Jones notes that calls to defund police aren’t new.

“It’s true you can’t just dismantle social institutions overnight,” Jones said. “So the excuse of ‘well, it’s going to take years.’ Too bad you didn’t start ten years ago, right? I guess next time you should listen early.”

However, Jones notes that politicians can move quickly when it’s needed. In a matter of weeks, Nova Scotia released 50 percent of people in the province's jails, once COVID-19 hit. “Suddenly people were out, because when it was a public health pandemic, and people recognized that the health of the whole community was threatened by the jails. We stopped,” she said.

And with COVID-19 changing the amount and type of policing required in many cities, Hudson says now might be the perfect time to enact sweeping changes. If the social order is shifting, why not go all the way? “It only makes sense for the safety and security of our community, and also the Black and Indigenous people in our community, to investigate something better.”

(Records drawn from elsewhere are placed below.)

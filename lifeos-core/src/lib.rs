//! LifeOS Core - encrypted backup and restore of local application state
//!
//! This crate implements the core domain logic following hexagonal architecture:
//!
//! - **domain**: Core entities (Snapshot, EncryptedBackup, Passphrase, errors)
//! - **ports**: Trait definitions for external dependencies (StateStore)
//! - **services**: Business logic orchestration (sealing, backups, logging)
//! - **adapters**: Concrete implementations (DuckDB, in-memory)

pub mod adapters;
pub mod config;
pub mod domain;
pub mod log_migrations;
pub mod migrations;
pub mod ports;
pub mod services;

use std::path::Path;
use std::sync::Arc;

use anyhow::Result;

use adapters::DuckDbStateStore;
use config::Config;
use ports::StateStore;
use services::*;

// Re-export commonly used types at crate root
pub use domain::result::{Error, OperationResult, VaultError};
pub use domain::{BackupInfo, BackupMetadata, EncryptedBackup, Passphrase, Snapshot};

/// Name of the state database inside the lifeos directory
pub const STATE_DB_FILENAME: &str = "lifeos.duckdb";

/// Main context for LifeOS operations
///
/// This is the primary entry point for all business logic. It holds
/// the state store, configuration, and the services built on them.
pub struct LifeOsContext {
    pub config: Config,
    pub store: Arc<DuckDbStateStore>,
    pub backup_service: BackupService,
    pub status_service: StatusService,
}

impl LifeOsContext {
    /// Create a new LifeOS context rooted at `lifeos_dir`
    pub fn new(lifeos_dir: &Path) -> Result<Self> {
        std::fs::create_dir_all(lifeos_dir)?;
        let config = Config::load(lifeos_dir)?;

        let store = Arc::new(DuckDbStateStore::open(&lifeos_dir.join(STATE_DB_FILENAME))?);
        let shared: Arc<dyn StateStore> = store.clone();

        let backup_service = BackupService::new(config.backups_dir(lifeos_dir), Arc::clone(&shared));
        let status_service = StatusService::new(shared);

        Ok(Self {
            config,
            store,
            backup_service,
            status_service,
        })
    }

    /// Export a backup honoring the configured retention limit
    pub fn export_backup(&self, passphrase: &Passphrase) -> Result<BackupMetadata> {
        self.backup_service.export(passphrase, self.config.max_backups)
    }

    /// Restore a backup honoring the configured safety-backup setting
    pub fn restore_backup(&self, path: &Path, passphrase: &Passphrase) -> Result<RestoreResult> {
        self.backup_service
            .restore(path, passphrase, self.config.safety_backup_on_restore)
    }

    /// Status summary including the on-disk size of the state database
    pub fn status(&self) -> Result<StatusSummary> {
        let mut summary = self.status_service.get_status(&self.backup_service)?;
        summary.database_bytes = Some(self.store.db_size());
        Ok(summary)
    }
}
//! Service layer - business logic orchestration
//!
//! Services coordinate domain logic and port interactions. Each service
//! focuses on a specific use case or feature area.

mod backup;
mod key_deriver;
pub mod logging;
pub mod migration;
mod snapshot;
mod status;
mod vault;

pub use backup::{BackupService, ClearResult, RestoreResult, VerifyResult};
pub use key_deriver::KeyDeriver;
pub use logging::{EntryPoint, LogEntry, LogEvent, LoggingService};
pub use migration::{MigrationResult, MigrationService};
pub use snapshot::{ApplyResult, SnapshotService};
pub use status::{StatusService, StatusSummary};
pub use vault::VaultCodec;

Like Halifax, many councillors say they will be bringing up motions and discussion points at meetings this month. Matlow will put forward his call for a reduction to the Toronto police budget at the June 29th meeting. He says the best way to get support is for people to email their councillors en masse.

“Even if you don’t think 10 percent is a good enough number, I get that. Fair enough. But if they don’t do 10 percent, they’re not going to do more, so let's get the door open.”